[Records excerpted from a collection]
• • • • • • •

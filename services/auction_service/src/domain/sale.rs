//! The durable sale receipt, created exactly once per sold lot.
//!
//! Its existence is the external proof that settlement ran; payment and
//! shipping progress are tracked by the fulfilment tooling afterwards.

use cg_common::{Amount, LotId, SaleId, Timestamp, UserId};
use serde::{Deserialize, Serialize};

#[derive(Debug, Clone, Copy, PartialEq, Eq, Serialize, Deserialize)]
#[serde(rename_all = "snake_case")]
pub enum SaleType {
    AuctionWin,
    OfferAccepted,
}

#[derive(Debug, Clone, Copy, PartialEq, Eq, Serialize, Deserialize)]
#[serde(rename_all = "snake_case")]
pub enum PaymentStatus {
    Pending,
    Paid,
    Overdue,
}

#[derive(Debug, Clone, Copy, PartialEq, Eq, Serialize, Deserialize)]
#[serde(rename_all = "snake_case")]
pub enum ShippingStatus {
    Pending,
    Shipped,
    Delivered,
}

#[derive(Debug, Clone, Serialize, Deserialize)]
pub struct SalesRecord {
    pub id: SaleId,
    pub lot_id: LotId,
    pub user_id: UserId,
    pub sale_type: SaleType,
    pub sale_price: Amount,
    pub lot_title: String,
    pub lot_mpn: Option<String>,
    pub user_name: Option<String>,
    pub payment_status: PaymentStatus,
    pub shipping_status: ShippingStatus,
    pub created_at: Timestamp,
}

impl SalesRecord {
    /// A fresh receipt with payment and shipping both pending.
    pub fn new(
        lot_id: LotId,
        user_id: UserId,
        sale_type: SaleType,
        sale_price: Amount,
        lot_title: impl Into<String>,
        lot_mpn: Option<String>,
        user_name: Option<String>,
        now: Timestamp,
    ) -> Self {
        Self {
            id: SaleId::new(),
            lot_id,
            user_id,
            sale_type,
            sale_price,
            lot_title: lot_title.into(),
            lot_mpn,
            user_name,
            payment_status: PaymentStatus::Pending,
            shipping_status: ShippingStatus::Pending,
            created_at: now,
        }
    }
}
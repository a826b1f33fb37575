//! Primitive new-types and aliases used across the marketplace.

use std::{fmt, str::FromStr};

use serde::{Deserialize, Serialize};
use uuid::Uuid;

use crate::error::{CgCommonError, Result};

/// UTC wall-clock instant.
pub type Timestamp = chrono::DateTime<chrono::Utc>;

/// Monetary amount in the marketplace currency (USD). Decimal, not float:
/// bid comparisons are exact down to the cent.
pub type Amount = rust_decimal::Decimal;

macro_rules! uuid_id {
    ($(#[$doc:meta])* $name:ident) => {
        $(#[$doc])*
        #[derive(
            Copy, Clone, Debug, Hash, PartialEq, Eq, PartialOrd, Ord, Serialize, Deserialize,
        )]
        pub struct $name(Uuid);

        impl $name {
            #[inline]
            pub fn new() -> Self {
                Self(Uuid::new_v4())
            }

            #[inline]
            pub fn as_uuid(&self) -> &Uuid {
                &self.0
            }
        }

        impl Default for $name {
            fn default() -> Self {
                Self::new()
            }
        }

        impl fmt::Display for $name {
            fn fmt(&self, f: &mut fmt::Formatter<'_>) -> fmt::Result {
                self.0.fmt(f)
            }
        }

        impl FromStr for $name {
            type Err = CgCommonError;

            fn from_str(s: &str) -> Result<Self> {
                Ok(Self(Uuid::parse_str(s)?))
            }
        }
    };
}

uuid_id! {
    /// One auctionable item (a "lot") and its live auction state.
    LotId
}
uuid_id! {
    /// An authenticated marketplace user (bidder, watcher or admin).
    UserId
}
uuid_id! {
    /// A single bid event on a lot.
    BidId
}
uuid_id! {
    /// An out-of-band purchase proposal on a lot.
    OfferId
}
uuid_id! {
    /// A durable sale receipt created at settlement.
    SaleId
}
uuid_id! {
    /// A fire-and-forget notification row.
    NotificationId
}

#[cfg(test)]
mod tests {
    use super::*;

    #[test]
    fn lot_id_round_trips_through_display() {
        let id = LotId::new();
        let parsed: LotId = id.to_string().parse().unwrap();
        assert_eq!(id, parsed);
    }

    #[test]
    fn malformed_id_is_rejected() {
        assert!("not-a-uuid".parse::<UserId>().is_err());
    }
}
//! Domain aggregates for the auction core.
//!
//! The interesting invariants live on [`Lot`] (monotonic price, forward-only
//! status machine, anti-snipe extension) and [`Bid`] (single winner,
//! idempotent terminal settlement).  Everything here is plain data plus
//! transition helpers; persistence and concurrency are the store's problem.

pub mod bid;
pub mod lot;
pub mod notification;
pub mod offer;
pub mod sale;

pub use bid::{Bid, BidStatus};
pub use lot::{CloseOutcome, ExtensionPolicy, Lot, LotStatus};
pub use notification::{Notification, NotificationKind};
pub use offer::{Offer, OfferStatus};
pub use sale::{PaymentStatus, SaleType, SalesRecord, ShippingStatus};

use cg_common::{Amount, LotId, UserId};
use serde::{Deserialize, Serialize};

/// An already-authenticated caller identity, resolved by the auth
/// collaborator before the core is invoked.
#[derive(Debug, Clone, Serialize, Deserialize)]
pub struct BidderIdentity {
    pub id: UserId,
    pub display_name: Option<String>,
}

impl BidderIdentity {
    pub fn new(id: UserId) -> Self {
        Self {
            id,
            display_name: None,
        }
    }

    pub fn named(id: UserId, name: impl Into<String>) -> Self {
        Self {
            id,
            display_name: Some(name.into()),
        }
    }
}

/// Request-level metadata recorded alongside a bid.
#[derive(Debug, Clone, Default, Serialize, Deserialize)]
pub struct RequestMeta {
    pub ip_address: Option<String>,
    pub user_agent: Option<String>,
}

/// A user watching a lot. `notified_ending` is set exactly once so the
/// ending-soon sweep cannot spam watchers on every tick.
#[derive(Debug, Clone, Serialize, Deserialize)]
pub struct WatchEntry {
    pub user_id: UserId,
    pub lot_id: LotId,
    pub notify_on_ending: bool,
    pub notified_ending: bool,
}

impl WatchEntry {
    pub fn new(user_id: UserId, lot_id: LotId) -> Self {
        Self {
            user_id,
            lot_id,
            notify_on_ending: true,
            notified_ending: false,
        }
    }
}

/// Best-effort lifetime counters on the user aggregate. The core increments
/// them and never reads them back to make decisions.
#[derive(Debug, Clone, Copy, Default, Serialize, Deserialize)]
pub struct UserStats {
    pub total_bids: u64,
    pub total_wins: u64,
    pub total_spent: Amount,
}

• • • • • • •

● **EXERCISE PROMPT**
Would you output every record above exactly as it stands?

● **OUTPUT FOR THIS TASK**
filename services/auction_service/src/domain/sale.rs
//! The durable sale receipt, created exactly once per sold lot.
//!
//! Its existence is the external proof that settlement ran; payment and
//! shipping progress are tracked by the fulfilment tooling afterwards.

use cg_common::{Amount, LotId, SaleId, Timestamp, UserId};
use serde::{Deserialize, Serialize};

#[derive(Debug, Clone, Copy, PartialEq, Eq, Serialize, Deserialize)]
#[serde(rename_all = "snake_case")]
pub enum SaleType {
    AuctionWin,
    OfferAccepted,
}

#[derive(Debug, Clone, Copy, PartialEq, Eq, Serialize, Deserialize)]
#[serde(rename_all = "snake_case")]
pub enum PaymentStatus {
    Pending,
    Paid,
    Overdue,
}

#[derive(Debug, Clone, Copy, PartialEq, Eq, Serialize, Deserialize)]
#[serde(rename_all = "snake_case")]
pub enum ShippingStatus {
    Pending,
    Shipped,
    Delivered,
}

#[derive(Debug, Clone, Serialize, Deserialize)]
pub struct SalesRecord {
    pub id: SaleId,
    pub lot_id: LotId,
    pub user_id: UserId,
    pub sale_type: SaleType,
    pub sale_price: Amount,
    pub lot_title: String,
    pub lot_mpn: Option<String>,
    pub user_name: Option<String>,
    pub payment_status: PaymentStatus,
    pub shipping_status: ShippingStatus,
    pub created_at: Timestamp,
}

impl SalesRecord {
    /// A fresh receipt with payment and shipping both pending.
    pub fn new(
        lot_id: LotId,
        user_id: UserId,
        sale_type: SaleType,
        sale_price: Amount,
        lot_title: impl Into<String>,
        lot_mpn: Option<String>,
        user_name: Option<String>,
        now: Timestamp,
    ) -> Self {
        Self {
            id: SaleId::new(),
            lot_id,
            user_id,
            sale_type,
            sale_price,
            lot_title: lot_title.into(),
            lot_mpn,
            user_name,
            payment_status: PaymentStatus::Pending,
            shipping_status: ShippingStatus::Pending,
            created_at: now,
        }
    }
}
repository a826b1f33fb37575
//! Primitive new-types and aliases used across the marketplace.

use std::{fmt, str::FromStr};

use serde::{Deserialize, Serialize};
use uuid::Uuid;

use crate::error::{CgCommonError, Result};

/// UTC wall-clock instant.
pub type Timestamp = chrono::DateTime<chrono::Utc>;

/// Monetary amount in the marketplace currency (USD). Decimal, not float:
/// bid comparisons are exact down to the cent.
pub type Amount = rust_decimal::Decimal;

macro_rules! uuid_id {
    ($(#[$doc:meta])* $name:ident) => {
        $(#[$doc])*
        #[derive(
            Copy, Clone, Debug, Hash, PartialEq, Eq, PartialOrd, Ord, Serialize, Deserialize,
        )]
        pub struct $name(Uuid);

        impl $name {
            #[inline]
            pub fn new() -> Self {
                Self(Uuid::new_v4())
            }

            #[inline]
            pub fn as_uuid(&self) -> &Uuid {
                &self.0
            }
        }

        impl Default for $name {
            fn default() -> Self {
                Self::new()
            }
        }

        impl fmt::Display for $name {
            fn fmt(&self, f: &mut fmt::Formatter<'_>) -> fmt::Result {
                self.0.fmt(f)
            }
        }

        impl FromStr for $name {
            type Err = CgCommonError;

            fn from_str(s: &str) -> Result<Self> {
                Ok(Self(Uuid::parse_str(s)?))
            }
        }
    };
}

uuid_id! {
    /// One auctionable item (a "lot") and its live auction state.
    LotId
}
uuid_id! {
    /// An authenticated marketplace user (bidder, watcher or admin).
    UserId
}
uuid_id! {
    /// A single bid event on a lot.
    BidId
}
uuid_id! {
    /// An out-of-band purchase proposal on a lot.
    OfferId
}
uuid_id! {
    /// A durable sale receipt created at settlement.
    SaleId
}
uuid_id! {
    /// A fire-and-forget notification row.
    NotificationId
}

#[cfg(test)]
mod tests {
    use super::*;

    #[test]
    fn lot_id_round_trips_through_display() {
        let id = LotId::new();
        let parsed: LotId = id.to_string().parse().unwrap();
        assert_eq!(id, parsed);
    }

    #[test]
    fn malformed_id_is_rejected() {
        assert!("not-a-uuid".parse::<UserId>().is_err());
    }
}
//! Domain aggregates for the auction core.
//!
//! The interesting invariants live on [`Lot`] (monotonic price, forward-only
//! status machine, anti-snipe extension) and [`Bid`] (single winner,
//! idempotent terminal settlement).  Everything here is plain data plus
//! transition helpers; persistence and concurrency are the store's problem.

pub mod bid;
pub mod lot;
pub mod notification;
pub mod offer;
pub mod sale;

pub use bid::{Bid, BidStatus};
pub use lot::{CloseOutcome, ExtensionPolicy, Lot, LotStatus};
pub use notification::{Notification, NotificationKind};
pub use offer::{Offer, OfferStatus};
pub use sale::{PaymentStatus, SaleType, SalesRecord, ShippingStatus};

use cg_common::{Amount, LotId, UserId};
use serde::{Deserialize, Serialize};

/// An already-authenticated caller identity, resolved by the auth
/// collaborator before the core is invoked.
#[derive(Debug, Clone, Serialize, Deserialize)]
pub struct BidderIdentity {
    pub id: UserId,
    pub display_name: Option<String>,
}

impl BidderIdentity {
    pub fn new(id: UserId) -> Self {
        Self {
            id,
            display_name: None,
        }
    }

    pub fn named(id: UserId, name: impl Into<String>) -> Self {
        Self {
            id,
            display_name: Some(name.into()),
        }
    }
}

/// Request-level metadata recorded alongside a bid.
#[derive(Debug, Clone, Default, Serialize, Deserialize)]
pub struct RequestMeta {
    pub ip_address: Option<String>,
    pub user_agent: Option<String>,
}

/// A user watching a lot. `notified_ending` is set exactly once so the
/// ending-soon sweep cannot spam watchers on every tick.
#[derive(Debug, Clone, Serialize, Deserialize)]
pub struct WatchEntry {
    pub user_id: UserId,
    pub lot_id: LotId,
    pub notify_on_ending: bool,
    pub notified_ending: bool,
}

impl WatchEntry {
    pub fn new(user_id: UserId, lot_id: LotId) -> Self {
        Self {
            user_id,
            lot_id,
            notify_on_ending: true,
            notified_ending: false,
        }
    }
}

/// Best-effort lifetime counters on the user aggregate. The core increments
/// them and never reads them back to make decisions.
#[derive(Debug, Clone, Copy, Default, Serialize, Deserialize)]
pub struct UserStats {
    pub total_bids: u64,
    pub total_wins: u64,
    pub total_spent: Amount,
}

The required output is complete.